[Task requirements] Go through the data below and copy each line that includes "committed".
----- Dataset excerpts -----
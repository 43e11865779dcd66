//! Scoped database connections.
//!
//! Every unit of work gets its own connection. The connection opens a
//! transaction on acquisition and, however the work ends, commits it and
//! closes the handle. There is no rollback path: when a statement fails,
//! whatever the engine already applied in the transaction is committed.

use crate::config::Config;
use crate::error::{Error, Result};
use rusqlite::{Connection as SqliteConnection, Params, Row};
use std::fmt;
use std::path::{Path, PathBuf};
use tracing::{debug, trace, warn};

/// Path to the construction database file.
#[derive(Debug, Clone, PartialEq, Eq)]
pub struct DbPath {
    path: PathBuf,
}

impl DbPath {
    /// File name used when no path is configured.
    pub const DEFAULT_FILE: &'static str = "ConstructionDB";

    /// Create a DbPath pointing at `ConstructionDB` in the working directory.
    pub fn default_path() -> Self {
        Self::new(Self::DEFAULT_FILE)
    }

    /// Create a DbPath from any path.
    pub fn new<P: AsRef<Path>>(path: P) -> Self {
        Self {
            path: path.as_ref().to_path_buf(),
        }
    }

    /// Get the path as a reference.
    pub fn as_path(&self) -> &Path {
        &self.path
    }

    /// Check if the database file exists.
    pub fn exists(&self) -> bool {
        self.path.exists()
    }
}

impl Default for DbPath {
    fn default() -> Self {
        Self::default_path()
    }
}

impl fmt::Display for DbPath {
    fn fmt(&self, f: &mut fmt::Formatter<'_>) -> fmt::Result {
        write!(f, "{}", self.path.display())
    }
}

/// A connection that commits and closes when its scope ends.
///
/// Call [`ScopedConnection::release`] to observe commit failures. A guard
/// that is simply dropped (early return, unwinding) still commits, logging
/// any failure instead.
pub struct ScopedConnection {
    conn: SqliteConnection,
    path: DbPath,
    released: bool,
}

impl ScopedConnection {
    /// Open (or create) the configured database file and begin a transaction.
    pub fn open(config: &Config) -> Result<Self> {
        let path = config.db_path().clone();
        let conn = SqliteConnection::open(path.as_path())?;
        conn.busy_timeout(config.busy_timeout())?;

        // Has no effect inside a transaction, so it goes first.
        let fk = if config.enforce_foreign_keys() { "ON" } else { "OFF" };
        conn.pragma_update(None, "foreign_keys", fk)?;

        conn.execute_batch("BEGIN")?;
        trace!(path = %path, foreign_keys = fk, "acquired connection");

        Ok(Self {
            conn,
            path,
            released: false,
        })
    }

    /// Execute a statement and return the number of rows affected.
    pub fn execute<P: Params>(&self, sql: &str, params: P) -> Result<usize> {
        self.conn.execute(sql, params).map_err(Error::from)
    }

    /// Query multiple rows.
    pub fn query<T, P, F>(&self, sql: &str, params: P, f: F) -> Result<Vec<T>>
    where
        P: Params,
        F: FnMut(&Row<'_>) -> rusqlite::Result<T>,
    {
        let mut stmt = self.conn.prepare(sql)?;
        let rows = stmt
            .query_map(params, f)?
            .collect::<std::result::Result<Vec<_>, _>>()?;
        Ok(rows)
    }

    /// Get the last inserted row id.
    pub fn last_insert_rowid(&self) -> i64 {
        self.conn.last_insert_rowid()
    }

    /// Check if a table exists.
    pub fn table_exists(&self, table_name: &str) -> Result<bool> {
        let mut stmt = self
            .conn
            .prepare("SELECT name FROM sqlite_master WHERE type='table' AND name=?")?;
        Ok(stmt.exists([table_name])?)
    }

    /// Commit pending work and close the connection.
    pub fn release(mut self) -> Result<()> {
        self.released = true;
        self.commit()
        // the handle closes when `self` drops here
    }

    fn commit(&self) -> Result<()> {
        // Some failures (disk full, I/O) end the transaction themselves.
        if !self.conn.is_autocommit() {
            self.conn.execute_batch("COMMIT")?;
        }
        trace!(path = %self.path, "committed");
        Ok(())
    }
}

impl Drop for ScopedConnection {
    fn drop(&mut self) {
        if !self.released {
            if let Err(e) = self.commit() {
                warn!(path = %self.path, error = %e, "commit on scope exit failed");
            }
        }
        trace!(path = %self.path, "closed connection");
    }
}

/// Run `f` inside a [`ScopedConnection`] for `config`.
///
/// The connection is committed and closed whether or not `f` succeeds. When
/// `f` fails its error is returned even if the commit also fails.
pub fn with_connection<T, F>(config: &Config, f: F) -> Result<T>
where
    F: FnOnce(&ScopedConnection) -> Result<T>,
{
    let conn = ScopedConnection::open(config)?;
    let outcome = f(&conn);
    if let Err(e) = &outcome {
        debug!(path = %config.db_path(), error = %e, "statement failed, committing anyway");
    }
    let released = conn.release();
    match outcome {
        Ok(value) => released.map(|()| value),
        Err(e) => Err(e),
    }
}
-----
[Result of the exercise]
//! whatever the engine already applied in the transaction is committed.
        trace!(path = %self.path, "committed");
/// The connection is committed and closed whether or not `f` succeeds. When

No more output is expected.